About twenty years ago, way before kids, Kobi and I were backpacking through Central America. We were about to leave Guatemala, when a well-intended expat told us it would be a sin to be in her country, and not experience Tikal. So, we went and suffered on the ‘express’ 14 hour cockroach-infested pot-holed road way there (Kobi gave his seat to an elderly woman, and lay in bed for a week afterwards); missed the sunset from the overcast; and found out that our ATM wasn’t working and no one accepted credit cards (they all wanted cash). So, we survived on barely-enough water, a can of tuna, one loaf of bread, and six apples for our four days there, to save enough cash for the bus ride back. Besides really crazy, spontaneous monkey-wild sex in the jungle (kid you not!), our experience sucked beyond measure. (But, maybe because of the rest, the sex was 20-years-later-remember-when that amazing!)
Gabi – The Nomadic Family
Starving in Petra
I wanted to go to see Petra in Jordan but my travel friend and I had run out of money in Egypt so we went to Amman first, the capital city of Jordan, where we planned to use my credit card to withdraw money from a bank. Of course going to Amman added hundreds of miles to our journey and we’d go home with a debt but never mind, this was our one big chance to see Petra and we must take it. But it turned out none of the banks in Amman accepted credit cards. Not one of them. So we were stuck there for five days while we waited for my parents to wire us money with no money staying a hotel that was basically rubble and eating very little.

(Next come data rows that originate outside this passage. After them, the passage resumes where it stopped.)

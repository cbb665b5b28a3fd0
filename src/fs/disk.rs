//! Passthrough filesystem backed by `std::fs`.

use std::fs;
use std::io;
use std::path::{Path, PathBuf};

use super::{FileKind, FileSystem, Stat, is_listable};

/// The real filesystem.
#[derive(Debug, Default, Clone, Copy)]
pub struct DiskFs;

impl DiskFs {
    pub const fn new() -> Self {
        Self
    }
}

impl FileSystem for DiskFs {
    fn stat(&self, path: &Path) -> Option<Stat> {
        let meta = fs::metadata(path).ok()?;
        let kind = if meta.is_dir() {
            FileKind::Directory
        } else {
            FileKind::File
        };
        Some(Stat {
            kind,
            mtime: meta.modified().ok(),
            len: meta.len(),
        })
    }

    fn read(&self, path: &Path) -> io::Result<Vec<u8>> {
        fs::read(path)
    }

    fn canonicalize(&self, path: &Path) -> PathBuf {
        fs::canonicalize(path).unwrap_or_else(|_| path.to_path_buf())
    }

    fn entries(&self, dir: &Path) -> Vec<String> {
        let Ok(read_dir) = fs::read_dir(dir) else {
            return Vec::new();
        };
        let mut names: Vec<String> = read_dir
            .filter_map(Result::ok)
            .filter_map(|e| e.file_name().into_string().ok())
            .filter(|name| is_listable(name))
            .collect();
        names.sort();
        names
    }
}
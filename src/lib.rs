//! Kiln - an asset pipeline.
//!
//! Resolves logical asset paths against an ordered list of load paths,
//! runs source files through per-type processor chains, concatenates
//! `require`d dependencies into bundles with merged source maps, and caches
//! every built asset keyed by the digest of what it depended on.
//!
//! ```ignore
//! let env = Environment::new(Config::default().with_load_path("app/assets"));
//! let asset = env.find_asset("application.js", ResolveOptions::default())?;
//! ```

#[macro_use]
pub mod logger;

pub mod asset;
pub mod bundle;
pub mod cache;
pub mod config;
pub mod digest;
pub mod environment;
pub mod error;
pub mod export;
pub mod fs;
pub mod helpers;
pub mod mime;
pub mod path;
pub mod processor;
pub mod resolve;
pub mod source_map;
pub mod transform;
pub mod uri;

pub use asset::{Asset, Metadata};
pub use bundle::{Bundle, Reducer};
pub use cache::{CacheStore, FileStore, MemoryStore, NullStore};
pub use config::{Config, Settings};
pub use environment::{CachedEnvironment, Environment};
pub use error::{Error, Result};
pub use export::{Exporter, export_all};
pub use helpers::call_helper;
pub use processor::{Processor, ProcessorInput, ProcessorOutput, processor_fn};
pub use resolve::ResolveOptions;
pub use source_map::SourceMap;
pub use uri::AssetUri;
//! Terminal output with colored module tags.
//!
//! `log!("cache"; "...")` always prints; `debug!` prints only when the
//! `verbose` setting is on. Messages tagged `error` or `warning` go to
//! stderr, everything else to stdout.
//!
//! ```ignore
//! log!("export"; "wrote {}", asset.digest_path());
//! debug!("resolve"; "{} candidates for {}", count, path);
//! ```

use crossterm::{
    execute,
    terminal::{Clear, ClearType},
};
use owo_colors::OwoColorize;
use std::io::{self, Write};
use std::sync::atomic::{AtomicBool, Ordering};

static VERBOSE: AtomicBool = AtomicBool::new(false);

/// Turn `debug!` output on or off for the whole process.
pub fn set_verbose(on: bool) {
    VERBOSE.store(on, Ordering::Relaxed);
}

pub fn is_verbose() -> bool {
    VERBOSE.load(Ordering::Relaxed)
}

/// Print a message under a colored `[tag]`.
#[macro_export]
macro_rules! log {
    ($tag:expr; $($arg:tt)*) => {{
        $crate::logger::emit($tag, &format!($($arg)*))
    }};
}

/// Like [`log!`], but only in verbose mode. Arguments are not formatted
/// otherwise.
#[macro_export]
macro_rules! debug {
    ($tag:expr; $($arg:tt)*) => {{
        if $crate::logger::is_verbose() {
            $crate::logger::emit($tag, &format!($($arg)*))
        }
    }};
}

#[doc(hidden)]
pub fn emit(tag: &str, message: &str) {
    let line = format!("{} {message}", paint(tag));
    match Stream::for_tag(tag) {
        Stream::Out => write_line(&mut io::stdout().lock(), &line),
        Stream::Err => write_line(&mut io::stderr().lock(), &line),
    }
}

fn write_line(out: &mut impl Write, line: &str) {
    // Output may share the terminal with a progress line
    execute!(out, Clear(ClearType::UntilNewLine)).ok();
    writeln!(out, "{line}").ok();
    out.flush().ok();
}

#[derive(Debug, PartialEq, Eq)]
enum Stream {
    Out,
    Err,
}

impl Stream {
    fn for_tag(tag: &str) -> Self {
        if tag.eq_ignore_ascii_case("error") || tag.eq_ignore_ascii_case("warning") {
            Self::Err
        } else {
            Self::Out
        }
    }
}

fn paint(tag: &str) -> String {
    let label = format!("[{tag}]");
    match tag.to_ascii_lowercase().as_str() {
        "error" => label.bright_red().bold().to_string(),
        "warning" => label.bright_magenta().bold().to_string(),
        "cache" => label.bright_blue().bold().to_string(),
        "bundle" | "directive" => label.bright_cyan().bold().to_string(),
        "export" => label.bright_green().bold().to_string(),
        _ => label.bright_yellow().bold().to_string(),
    }
}

#[cfg(test)]
mod tests {
    use super::*;

    #[test]
    fn test_paint_keeps_tag() {
        assert!(paint("cache").contains("[cache]"));
        assert!(paint("Resolve").contains("[Resolve]"));
    }

    #[test]
    fn test_errors_go_to_stderr() {
        assert_eq!(Stream::for_tag("error"), Stream::Err);
        assert_eq!(Stream::for_tag("Warning"), Stream::Err);
        assert_eq!(Stream::for_tag("export"), Stream::Out);
    }

    #[test]
    fn test_verbose_toggle() {
        set_verbose(true);
        assert!(is_verbose());
        set_verbose(false);
        assert!(!is_verbose());
    }
}
//! Cache stores and the typed cache facade.
//!
//! The pipeline only ever needs `get`/`set` of JSON strings from a store.
//! Entries are immutable once written: a changed input produces a new key,
//! never an update of an old one, so concurrent writers racing on the same
//! key write the same value.
//!
//! - [`NullStore`]: caches nothing
//! - [`MemoryStore`]: bounded LRU held in memory
//! - [`FileStore`]: JSON files under a sharded directory
//!
//! [`Cache`] expands every key with the configured version so bumping the
//! version orphans all previous entries.

mod file;
mod history;
mod memory;

pub use file::FileStore;
pub use history::DependencyHistory;
pub use memory::{DEFAULT_MEMORY_SIZE, MemoryStore};

use std::sync::Arc;

use serde::Serialize;
use serde::de::DeserializeOwned;

use crate::digest::hexdigest;
use crate::error::Result;

/// Format version of cached values, bumped when their layout changes.
const CACHE_VERSION: &str = "kiln-cache:1";

/// Key/value store collaborator.
pub trait CacheStore: Send + Sync {
    fn get(&self, key: &str) -> Option<String>;
    fn set(&self, key: &str, value: String);
}

/// Store that never remembers anything.
#[derive(Debug, Clone, Copy, Default)]
pub struct NullStore;

impl CacheStore for NullStore {
    fn get(&self, _key: &str) -> Option<String> {
        None
    }

    fn set(&self, _key: &str, _value: String) {}
}

/// Typed view over a store for one config version.
#[derive(Clone)]
pub struct Cache {
    store: Arc<dyn CacheStore>,
    version: String,
}

impl Cache {
    pub fn new(store: Arc<dyn CacheStore>, version: impl Into<String>) -> Self {
        Self {
            store,
            version: version.into(),
        }
    }

    /// Store key for a logical cache key.
    pub fn expand_key(&self, key: &str) -> String {
        hexdigest(&(CACHE_VERSION, self.version.as_str(), key))
    }

    /// Read and deserialize a value. Undecodable entries count as misses.
    pub fn get<T: DeserializeOwned>(&self, key: &str) -> Option<T> {
        let raw = self.store.get(&self.expand_key(key))?;
        match serde_json::from_str(&raw) {
            Ok(value) => Some(value),
            Err(err) => {
                debug!("cache"; "discarding undecodable entry {}: {}", key, err);
                None
            }
        }
    }

    pub fn set<T: Serialize + ?Sized>(&self, key: &str, value: &T) {
        match serde_json::to_string(value) {
            Ok(raw) => self.store.set(&self.expand_key(key), raw),
            Err(err) => log!("warning"; "failed to cache {}: {}", key, err),
        }
    }

    /// Return the cached value or compute, store and return it.
    pub fn fetch<T, F>(&self, key: &str, compute: F) -> Result<T>
    where
        T: Serialize + DeserializeOwned,
        F: FnOnce() -> Result<T>,
    {
        if let Some(value) = self.get(key) {
            return Ok(value);
        }
        let value = compute()?;
        self.set(key, &value);
        Ok(value)
    }
}

#[cfg(test)]
mod tests {
    use super::*;
    use std::cell::Cell;

    fn memory_cache(version: &str, store: &Arc<MemoryStore>) -> Cache {
        Cache::new(Arc::clone(store) as Arc<dyn CacheStore>, version)
    }

    #[test]
    fn test_roundtrip() {
        let store = Arc::new(MemoryStore::new(10));
        let cache = memory_cache("1", &store);
        cache.set("answer", &vec![4, 2]);
        assert_eq!(cache.get::<Vec<i32>>("answer"), Some(vec![4, 2]));
        assert_eq!(cache.get::<Vec<i32>>("question"), None);
    }

    #[test]
    fn test_version_partitions_keys() {
        let store = Arc::new(MemoryStore::new(10));
        memory_cache("1", &store).set("k", &"old");
        assert_eq!(memory_cache("2", &store).get::<String>("k"), None);
        assert_eq!(
            memory_cache("1", &store).get::<String>("k").as_deref(),
            Some("old")
        );
    }

    #[test]
    fn test_wrong_shape_is_a_miss() {
        let store = Arc::new(MemoryStore::new(10));
        let cache = memory_cache("1", &store);
        cache.set("k", &"text");
        assert_eq!(cache.get::<u32>("k"), None);
    }

    #[test]
    fn test_fetch_computes_once() {
        let store = Arc::new(MemoryStore::new(10));
        let cache = memory_cache("1", &store);
        let calls = Cell::new(0);
        for _ in 0..3 {
            let value: u32 = cache
                .fetch("k", || {
                    calls.set(calls.get() + 1);
                    Ok(7)
                })
                .unwrap();
            assert_eq!(value, 7);
        }
        assert_eq!(calls.get(), 1);
    }

    #[test]
    fn test_null_store() {
        let cache = Cache::new(Arc::new(NullStore), "1");
        cache.set("k", &1);
        assert_eq!(cache.get::<i32>("k"), None);
    }
}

No fun at all but we did get to see Petra in the end and learned a good lesson about credit cards and how they aren’t always a magic source of money. (Photo from Indiana Jones)
Broke and Thirsty in the Red Sea
Just once. I had decided to get the ferry from Egypt to Jordan with a few travelers I’d met in Sharm – we were all solo travelers who wanted to share the experience of Petra. Sounded like a great idea. Until we got to the ferry terminal and one of the others announced he didn’t have enough to buy a ticket. Turned out he didn’t have any money at all. The girl he was with only had enough to get her own ticket, so I ‘lent’ him the money for his. We had just spent a week diving together, and I thought connected, so why wouldn’t I? This meant we had no money to buy food, or the more important water. We had one bottle of water between the three of us. The trip was only meant to take a few hours on the slow ferry, but because we sat in the port for two hours – in the blazing heat (even though we were in the shade it was still stifling hot) – the trip ended up being four hours. Long story, short: I became severely dehydrated, fainted (for the first time in my life) on top of a sand dune in Wadi Rum, landed on my camera, which gave up the ghost just as we were entering the treasury in Petra, ended up spending the rest of the day shaking and puking. Not the experience I was hoping for. And I never did see that money, or the man again. Result: When other travelers claim bankruptcy I’m not so keen to part with my last pennies… and always put water first!
Got any crazy stories of being stranded without a dime? What did you do? Did you have wild monkey-sex in the middle of the jungle? I admit, not conventional; but, it was one way to deal with the stress of it all. Tell us, we’ll listen, and try not to laugh at you (aloud).